The authors further showed similar results of tests using Fixup on the network without any normalization, working with the ImageNet database and with by translations from English to German.

Myth 6: Networks with attention better than convolution

In the community of researchers, the Ministry of Defense is gaining in popularity the idea that the mechanisms of "attention" outnumber the convolutional neural networks. In the work of Vaswani and colleagues, it is noted that “the computational costs of detachable convolutions are equal to the combination of the layer with self-taking [self-attention layer] and the point-like rewinding layer [point-wise feed-forward layer]”.

Even the advanced generative-competitive networks show the advantage of self-taking over standard convolutions when modeling long-range dependencies.

Authors of Pay Less Attention with Lightweight and Dynamic Convolutions. Wu et al. ICLR 2019 calls into question the parametric efficiency and effectiveness of self-taking when modeling long-range dependencies, and offers new versions of convolutions, partially inspired by self-taking, more efficient in terms of parameters.
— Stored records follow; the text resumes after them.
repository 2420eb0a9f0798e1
use async_trait::async_trait;
use reqwest::header::CONTENT_TYPE;
use serde::Serialize;
use serde_json::Value;
use thiserror::Error;
use tracing::debug;
use url::Url;

/// Body of a `POST /ask` request.
#[derive(Debug, Clone, PartialEq, Eq, Serialize)]
pub struct AskRequest {
    pub prompt: String,
    pub service: String,
}

/// Body of an `/ask` reply. Either field may be missing.
#[derive(Debug, Clone, Default, PartialEq, Eq)]
pub struct AskResponse {
    pub response: Option<String>,
    pub error: Option<String>,
}

impl AskResponse {
    /// Reads the two fields out of any JSON body.
    ///
    /// A body that is not an object has neither field. Field values that are
    /// `null`, `false`, `0` or `""` count as missing; other non-string values
    /// are shown as their JSON text.
    pub fn from_value(body: &Value) -> Self {
        Self {
            response: field_text(body, "response"),
            error: field_text(body, "error"),
        }
    }
}

fn field_text(body: &Value, name: &str) -> Option<String> {
    match body.get(name)? {
        Value::Null | Value::Bool(false) => None,
        Value::String(text) if text.is_empty() => None,
        Value::String(text) => Some(text.clone()),
        Value::Number(n) if n.as_f64() == Some(0.0) => None,
        other => Some(other.to_string()),
    }
}

/// Failure to complete an `/ask` exchange.
#[derive(Debug, Error)]
pub enum AskError {
    #[error("{0}")]
    Transport(#[from] reqwest::Error),

    #[error("malformed response body: {0}")]
    Decode(#[from] serde_json::Error),

    #[error("invalid backend url: {0}")]
    Endpoint(#[from] url::ParseError),
}

/// Anything that can answer an [`AskRequest`].
#[async_trait]
pub trait Backend: Send + Sync {
    async fn ask(&self, request: &AskRequest) -> Result<AskResponse, AskError>;
}

pub struct BackendClient {
    endpoint: Url,
    client: reqwest::Client,
}

impl BackendClient {
    pub fn new(base_url: &Url) -> Result<Self, AskError> {
        let endpoint = ask_endpoint(base_url)?;
        let client = reqwest::Client::new();

        Ok(Self { endpoint, client })
    }

    pub fn endpoint(&self) -> &Url {
        &self.endpoint
    }
}

#[async_trait]
impl Backend for BackendClient {
    async fn ask(&self, request: &AskRequest) -> Result<AskResponse, AskError> {
        debug!("Sending request to {}: {:?}", self.endpoint, request);

        let response = self
            .client
            .post(self.endpoint.clone())
            .header(CONTENT_TYPE, "application/json")
            .json(request)
            .send()
            .await?;

        // The backend puts `{"error": ...}` bodies on 4xx/5xx replies, so the
        // status is only logged and the body is always decoded.
        let status = response.status();
        let body = response.text().await?;
        debug!("Received {} from backend: {}", status, body);

        let body: Value = serde_json::from_str(&body)?;
        Ok(AskResponse::from_value(&body))
    }
}

/// Resolves `ask` relative to `base`, keeping any path prefix on the base.
pub fn ask_endpoint(base: &Url) -> Result<Url, url::ParseError> {
    if base.path().ends_with('/') {
        return base.join("ask");
    }

    let mut base = base.clone();
    let path = format!("{}/", base.path());
    base.set_path(&path);
    base.join("ask")
}

#[cfg(test)]
mod tests {
    use super::*;
    use serde_json::json;
    use wiremock::matchers::{body_json, header, method, path};
    use wiremock::{Mock, MockServer, ResponseTemplate};

    fn request(prompt: &str) -> AskRequest {
        AskRequest {
            prompt: prompt.to_string(),
            service: "groq".to_string(),
        }
    }

    fn client_for(server: &MockServer) -> BackendClient {
        let base = Url::parse(&server.uri()).unwrap();
        BackendClient::new(&base).unwrap()
    }

    #[test]
    fn endpoint_from_bare_host() {
        let base = Url::parse("http://127.0.0.1:5000").unwrap();
        assert_eq!(ask_endpoint(&base).unwrap().as_str(), "http://127.0.0.1:5000/ask");
    }

    #[test]
    fn endpoint_keeps_path_prefix() {
        let base = Url::parse("http://localhost:8080/api").unwrap();
        assert_eq!(ask_endpoint(&base).unwrap().as_str(), "http://localhost:8080/api/ask");

        let base = Url::parse("http://localhost:8080/api/").unwrap();
        assert_eq!(ask_endpoint(&base).unwrap().as_str(), "http://localhost:8080/api/ask");
    }

    #[tokio::test]
    async fn posts_prompt_and_service_as_json() {
        let server = MockServer::start().await;
        Mock::given(method("POST"))
            .and(path("/ask"))
            .and(header("content-type", "application/json"))
            .and(body_json(json!({ "prompt": "hi there", "service": "groq" })))
            .respond_with(ResponseTemplate::new(200).set_body_json(json!({ "response": "Hello" })))
            .expect(1)
            .mount(&server)
            .await;

        let reply = client_for(&server).ask(&request("hi there")).await.unwrap();

        assert_eq!(reply.response.as_deref(), Some("Hello"));
        assert_eq!(reply.error, None);
    }

    #[tokio::test]
    async fn error_status_with_json_body_is_decoded() {
        let server = MockServer::start().await;
        Mock::given(method("POST"))
            .and(path("/ask"))
            .respond_with(
                ResponseTemplate::new(400).set_body_json(json!({ "error": "missing key" })),
            )
            .mount(&server)
            .await;

        let reply = client_for(&server).ask(&request("x")).await.unwrap();

        assert_eq!(reply.error.as_deref(), Some("missing key"));
        assert_eq!(reply.response, None);
    }

    #[tokio::test]
    async fn empty_object_has_neither_field() {
        let server = MockServer::start().await;
        Mock::given(method("POST"))
            .respond_with(ResponseTemplate::new(200).set_body_json(json!({})))
            .mount(&server)
            .await;

        let reply = client_for(&server).ask(&request("x")).await.unwrap();

        assert_eq!(reply, AskResponse::default());
    }

    #[tokio::test]
    async fn non_json_body_is_decode_error() {
        let server = MockServer::start().await;
        Mock::given(method("POST"))
            .respond_with(ResponseTemplate::new(500).set_body_string("<html>boom</html>"))
            .mount(&server)
            .await;

        let err = client_for(&server).ask(&request("x")).await.unwrap_err();

        assert!(matches!(err, AskError::Decode(_)));
    }

    #[test]
    fn non_object_bodies_have_neither_field() {
        for body in [json!([]), json!("str"), json!(7), json!(null)] {
            assert_eq!(AskResponse::from_value(&body), AskResponse::default(), "{body}");
        }
    }

    #[test]
    fn non_string_fields_show_as_text() {
        let reply = AskResponse::from_value(&json!({ "response": 42, "error": true }));

        assert_eq!(reply.response.as_deref(), Some("42"));
        assert_eq!(reply.error.as_deref(), Some("true"));
    }

    #[test]
    fn falsy_fields_count_as_missing() {
        let reply = AskResponse::from_value(&json!({ "response": false, "error": "quota" }));
        assert_eq!(reply.response, None);
        assert_eq!(reply.error.as_deref(), Some("quota"));

        let reply = AskResponse::from_value(&json!({ "response": 0, "error": null }));
        assert_eq!(reply, AskResponse::default());
    }

    #[tokio::test]
    async fn numeric_response_over_http_is_an_answer() {
        let server = MockServer::start().await;
        Mock::given(method("POST"))
            .respond_with(ResponseTemplate::new(200).set_body_json(json!({ "response": 42 })))
            .mount(&server)
            .await;

        let reply = client_for(&server).ask(&request("x")).await.unwrap();

        assert_eq!(reply.response.as_deref(), Some("42"));
    }

    #[tokio::test]
    async fn unreachable_backend_is_transport_error() {
        let listener = std::net::TcpListener::bind("127.0.0.1:0").unwrap();
        let base = Url::parse(&format!("http://{}", listener.local_addr().unwrap())).unwrap();
        drop(listener);
        let client = BackendClient::new(&base).unwrap();

        let err = client.ask(&request("x")).await.unwrap_err();

        assert!(matches!(err, AskError::Transport(_)));
    }
}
“Lightweight” convolutions are separated by depth, softmax-normalized by time dimension, shared by channel dimension, and the same weights are reused at each time step (as recurrent neural networks). Dynamic convolutions are lightweight convolutions that use different weights at each time step.
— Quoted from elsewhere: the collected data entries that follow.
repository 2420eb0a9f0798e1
use thiserror::Error;

/// Services the reference `/ask` backend knows how to route.
pub const KNOWN_SERVICES: &[(&str, &str)] = &[
    ("groq", "Groq, llama-3.1-8b-instant (free tier, fast)"),
    ("huggingface", "Hugging Face Inference, DialoGPT-large"),
    ("together", "Together AI, Llama-2-7b-chat"),
    ("replicate", "Replicate, llama-2-7b-chat"),
    ("gemini", "Google Gemini 1.5 Flash"),
    ("openrouter", "OpenRouter, wizardlm-2-8x22b"),
    ("openai", "OpenAI (requires billing)"),
    ("deepinfra", "DeepInfra (requires payment)"),
];

pub const DEFAULT_SERVICE: &str = "groq";

#[derive(Debug, Error)]
#[error("unknown service '{name}', expected one of: {}", .available.join(", "))]
pub struct UnknownService {
    pub name: String,
    pub available: Vec<String>,
}

#[derive(Debug, Clone, PartialEq, Eq)]
pub struct ServiceEntry {
    pub id: String,
    pub description: String,
}

/// The list of selectable service identifiers and the current choice.
#[derive(Debug, Clone)]
pub struct ServiceSelector {
    entries: Vec<ServiceEntry>,
    selected: usize,
}

impl ServiceSelector {
    /// Builds the selector from [`KNOWN_SERVICES`] plus `extra` ids, with
    /// `initial` selected.
    pub fn new(initial: &str, extra: &[String]) -> Result<Self, UnknownService> {
        let mut entries: Vec<ServiceEntry> = KNOWN_SERVICES
            .iter()
            .map(|(id, description)| ServiceEntry {
                id: id.to_string(),
                description: description.to_string(),
            })
            .collect();

        for id in extra {
            let id = id.trim();
            if id.is_empty() || entries.iter().any(|e| e.id == id) {
                continue;
            }
            entries.push(ServiceEntry {
                id: id.to_string(),
                description: "custom".to_string(),
            });
        }

        let mut selector = Self { entries, selected: 0 };
        selector.select(initial)?;
        Ok(selector)
    }

    pub fn selected(&self) -> &str {
        &self.entries[self.selected].id
    }

    /// Selects `name`. On error the current selection is unchanged.
    pub fn select(&mut self, name: &str) -> Result<&str, UnknownService> {
        let name = name.trim();
        match self.entries.iter().position(|e| e.id == name) {
            Some(index) => {
                self.selected = index;
                Ok(self.selected())
            }
            None => Err(UnknownService {
                name: name.to_string(),
                available: self.entries.iter().map(|e| e.id.clone()).collect(),
            }),
        }
    }

    pub fn entries(&self) -> &[ServiceEntry] {
        &self.entries
    }

    /// One line per service, the selected one marked with `*`.
    pub fn listing(&self) -> String {
        let width = self.entries.iter().map(|e| e.id.len()).max().unwrap_or(0);

        self.entries
            .iter()
            .enumerate()
            .map(|(i, e)| {
                let marker = if i == self.selected { '*' } else { ' ' };
                format!("{} {:<width$}  {}", marker, e.id, e.description, width = width)
            })
            .collect::<Vec<_>>()
            .join("\n")
    }
}

#[cfg(test)]
mod tests {
    use super::*;

    #[test]
    fn default_service_is_known() {
        let selector = ServiceSelector::new(DEFAULT_SERVICE, &[]).unwrap();
        assert_eq!(selector.selected(), "groq");
        assert_eq!(selector.entries().len(), KNOWN_SERVICES.len());
    }

    #[test]
    fn unknown_initial_service_lists_choices() {
        let err = ServiceSelector::new("gpt-9", &[]).unwrap_err();
        assert_eq!(err.name, "gpt-9");
        assert!(err.to_string().contains("openrouter"));
    }

    #[test]
    fn failed_select_keeps_current() {
        let mut selector = ServiceSelector::new("gemini", &[]).unwrap();
        assert!(selector.select("nope").is_err());
        assert_eq!(selector.selected(), "gemini");

        assert_eq!(selector.select(" together ").unwrap(), "together");
    }

    #[test]
    fn extra_services_are_appended_once() {
        let extra = vec!["ollama".to_string(), "groq".to_string(), "ollama".to_string()];
        let selector = ServiceSelector::new("ollama", &extra).unwrap();

        assert_eq!(selector.entries().len(), KNOWN_SERVICES.len() + 1);
        assert_eq!(selector.selected(), "ollama");
    }

    #[test]
    fn listing_marks_selection() {
        let selector = ServiceSelector::new("replicate", &[]).unwrap();
        let listing = selector.listing();

        let marked: Vec<_> = listing.lines().filter(|l| l.starts_with('*')).collect();
        assert_eq!(marked.len(), 1);
        assert!(marked[0].contains("replicate"));
    }
}
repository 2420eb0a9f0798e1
use clap::Args;
use url::Url;

use crate::cli::chat::service::{DEFAULT_SERVICE, ServiceSelector, UnknownService};

pub const DEFAULT_BACKEND_URL: &str = "http://127.0.0.1:5000";

/// Where to reach the backend and which service to start with.
///
/// Flags win over environment variables, which are also read from `.env`.
#[derive(Debug, Clone, Args)]
pub struct ConnectionArgs {
    /// Base URL of the backend serving `/ask`
    #[arg(short = 'u', long = "url", env = "POLYGPT_BACKEND_URL", default_value = DEFAULT_BACKEND_URL, global = true)]
    pub backend_url: Url,

    /// Service identifier to select at startup
    #[arg(short, long, env = "POLYGPT_SERVICE", default_value = DEFAULT_SERVICE, global = true)]
    pub service: String,

    /// Additional service identifiers the backend understands
    #[arg(long = "extra-service", value_delimiter = ',', global = true)]
    pub extra_services: Vec<String>,
}

#[derive(Debug, Clone)]
pub struct ChatConfig {
    pub backend_url: Url,
    pub service: String,
    pub extra_services: Vec<String>,
}

impl ChatConfig {
    pub fn services(&self) -> Result<ServiceSelector, UnknownService> {
        ServiceSelector::new(&self.service, &self.extra_services)
    }
}

impl From<ConnectionArgs> for ChatConfig {
    fn from(args: ConnectionArgs) -> Self {
        Self {
            backend_url: args.backend_url,
            service: args.service,
            extra_services: args.extra_services,
        }
    }
}
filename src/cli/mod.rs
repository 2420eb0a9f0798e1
pub mod chat;
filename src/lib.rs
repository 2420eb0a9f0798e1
pub mod backend_client;
pub mod cli;
pub mod config;
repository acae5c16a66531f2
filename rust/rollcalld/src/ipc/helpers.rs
use crate::error::StoreError;
use crate::ipc::error::HandlerErr;
use crate::store::StorePath;
use serde_json::json;

pub fn get_required_str(params: &serde_json::Value, key: &str) -> Result<String, HandlerErr> {
    params
        .get(key)
        .and_then(|v| v.as_str())
        .map(|s| s.to_string())
        .ok_or_else(|| HandlerErr::bad_params(format!("missing {}", key)))
}

pub fn get_required_path(params: &serde_json::Value, key: &str) -> Result<StorePath, HandlerErr> {
    let raw = get_required_str(params, key)?;
    StorePath::parse(&raw).map_err(|e| store_err(&e))
}

pub fn store_err(e: &StoreError) -> HandlerErr {
    match e {
        StoreError::InvalidKey { key, .. } => {
            HandlerErr::bad_params(e.to_string()).with_details(json!({ "key": key }))
        }
    }
}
Similar tricks do lightweight and dynamic convolutions several orders of magnitude more efficient than standard inseparable convolutions.



The authors show that these new convolutions meet or exceed self-attentive networks in machine translation, language modeling, abstract summation problems, using as many or fewer parameters.
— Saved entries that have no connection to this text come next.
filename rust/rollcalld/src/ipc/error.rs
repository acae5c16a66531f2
use serde_json::{json, Value};

pub fn ok(id: &str, result: Value) -> Value {
    json!({
        "id": id,
        "ok": true,
        "result": result
    })
}

/// Handler-level failure, turned into an error response at the edge.
#[derive(Debug)]
pub struct HandlerErr {
    code: &'static str,
    message: String,
    details: Option<Value>,
}

impl HandlerErr {
    pub fn new(code: &'static str, message: impl Into<String>) -> Self {
        Self {
            code,
            message: message.into(),
            details: None,
        }
    }

    pub fn bad_params(message: impl Into<String>) -> Self {
        Self::new("bad_params", message)
    }

    pub fn with_details(mut self, details: Value) -> Self {
        self.details = Some(details);
        self
    }

    /// `{ id, ok: false, error: { code, message, details? } }`
    pub fn response(self, id: &str) -> Value {
        let mut error = json!({
            "code": self.code,
            "message": self.message,
        });
        if let Some(d) = self.details {
            error["details"] = d;
        }
        json!({
            "id": id,
            "ok": false,
            "error": error,
        })
    }
}

pub fn respond(id: &str, result: Result<Value, HandlerErr>) -> Value {
    match result {
        Ok(value) => ok(id, value),
        Err(error) => error.response(id),
    }
}
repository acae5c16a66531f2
use serde_json::json;
use std::io::{BufRead, BufReader, Write};
use std::process::{Child, ChildStdin, ChildStdout, Command, Stdio};

fn spawn_sidecar() -> (Child, ChildStdin, BufReader<ChildStdout>) {
    let exe = env!("CARGO_BIN_EXE_rollcalld");
    let mut child = Command::new(exe)
        .env_remove("ROLLCALLD_CONFIG")
        .env_remove("ROLLCALLD_TODAY")
        .stdin(Stdio::piped())
        .stdout(Stdio::piped())
        .stderr(Stdio::null())
        .spawn()
        .expect("spawn rollcalld");
    let stdin = child.stdin.take().expect("child stdin");
    let stdout = child.stdout.take().expect("child stdout");
    (child, stdin, BufReader::new(stdout))
}

fn send_line(
    stdin: &mut ChildStdin,
    reader: &mut BufReader<ChildStdout>,
    line: &str,
) -> serde_json::Value {
    writeln!(stdin, "{}", line).expect("write request");
    stdin.flush().expect("flush request");

    let mut out = String::new();
    reader.read_line(&mut out).expect("read response line");
    assert!(!out.trim().is_empty(), "empty response for {}", line);
    serde_json::from_str(out.trim()).expect("parse response json")
}

fn request(
    stdin: &mut ChildStdin,
    reader: &mut BufReader<ChildStdout>,
    id: &str,
    method: &str,
    params: serde_json::Value,
) -> serde_json::Value {
    let payload = json!({
        "id": id,
        "method": method,
        "params": params,
    });
    let value = send_line(stdin, reader, &payload.to_string());
    assert_eq!(value.get("id").and_then(|v| v.as_str()), Some(id));
    value
}

fn error_code(value: &serde_json::Value) -> &str {
    value
        .get("error")
        .and_then(|e| e.get("code"))
        .and_then(|v| v.as_str())
        .unwrap_or("")
}

#[test]
fn router_dispatch_smoke_covers_handler_families() {
    let (mut child, mut stdin, mut reader) = spawn_sidecar();

    let health = request(&mut stdin, &mut reader, "1", "health", json!({}));
    assert_eq!(health["ok"], json!(true));
    assert_eq!(health["result"]["signedIn"], json!(false));
    assert_eq!(health["result"]["subscriptionCount"], json!(0));
    assert_eq!(health["result"]["connected"], json!(true));

    let state = request(&mut stdin, &mut reader, "2", "auth.state", json!({}));
    assert_eq!(state["result"]["signedIn"], json!(false));

    let view = request(&mut stdin, &mut reader, "3", "dashboard.get", json!({}));
    assert_eq!(view["result"]["view"], json!("login"));

    let html = request(&mut stdin, &mut reader, "4", "dashboard.html", json!({}));
    assert!(html["result"]["tbody"]
        .as_str()
        .unwrap_or("")
        .contains("No students found."));

    let select = request(
        &mut stdin,
        &mut reader,
        "5",
        "subjects.select",
        json!({ "subject": "Math" }),
    );
    assert_eq!(error_code(&select), "not_signed_in");

    let set = request(
        &mut stdin,
        &mut reader,
        "6",
        "store.set",
        json!({ "path": "subjects", "value": ["Math"] }),
    );
    assert_eq!(set["ok"], json!(true));

    let get = request(
        &mut stdin,
        &mut reader,
        "7",
        "store.get",
        json!({ "path": "subjects" }),
    );
    assert_eq!(get["result"]["value"], json!(["Math"]));

    let bad_path = request(
        &mut stdin,
        &mut reader,
        "8",
        "store.get",
        json!({ "path": "attendance/Math.1" }),
    );
    assert_eq!(error_code(&bad_path), "bad_params");

    let no_accounts = request(
        &mut stdin,
        &mut reader,
        "9",
        "auth.signIn",
        json!({ "email": "t@school.test", "password": "pw" }),
    );
    assert_eq!(error_code(&no_accounts), "auth_failed");
    assert_eq!(
        no_accounts["error"]["details"]["kind"],
        json!("invalidCredentials")
    );

    let unknown = request(&mut stdin, &mut reader, "10", "grades.open", json!({}));
    assert_eq!(error_code(&unknown), "not_implemented");

    drop(stdin);
    let _ = child.wait();
}

#[test]
fn malformed_lines_do_not_stop_the_sidecar() {
    let (mut child, mut stdin, mut reader) = spawn_sidecar();

    let bad = send_line(&mut stdin, &mut reader, "{not json");
    assert_eq!(bad["ok"], json!(false));
    assert_eq!(error_code(&bad), "bad_json");

    let missing_params = request(&mut stdin, &mut reader, "1", "store.set", json!({}));
    assert_eq!(error_code(&missing_params), "bad_params");

    let health = request(&mut stdin, &mut reader, "2", "health", json!({}));
    assert_eq!(health["ok"], json!(true));

    drop(stdin);
    let status = child.wait().expect("wait");
    assert!(status.success());
}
Myth 7 : Maps of importance – on A good way to interpret neural networks

Although it is believed that neural networks are black boxes, a great many attempts have been made to interpret them. The most popular of these are significance maps, or other similar methods, assigning importance scores to features or teaching examples.

It is tempting to be able to conclude that this image was definitely classified because of certain parts of the image that are relevant to the neural network. There are several ways to calculate significance maps that often use the activation of neural networks on a given image and gradients passing through the network.

In the Interpretation of Neural Networks is Fragile. Ghorbani et al. AAAI 2019 authors show that they can introduce an elusive change in the picture, which, however, distorts its significance map.



The neural network is determined by a monarch butterfly not by the design on its wings , and due to the presence of unimportant green leaves on the background.



Multidimensional images are often closer to the decision-making boundaries of deep neural networks, hence their sensitivity to competitive attacks [adversarial attacks]. And if the adversary attacks shift images beyond the decision boundary, the adversary interpretative attacks shift them along the contour of the decision boundary, without leaving the territory of the same decision.

The basic method developed by the authors is a modification of Goodfellow's fast gradient markup method, which was one of the first successful methods of competitive attacks.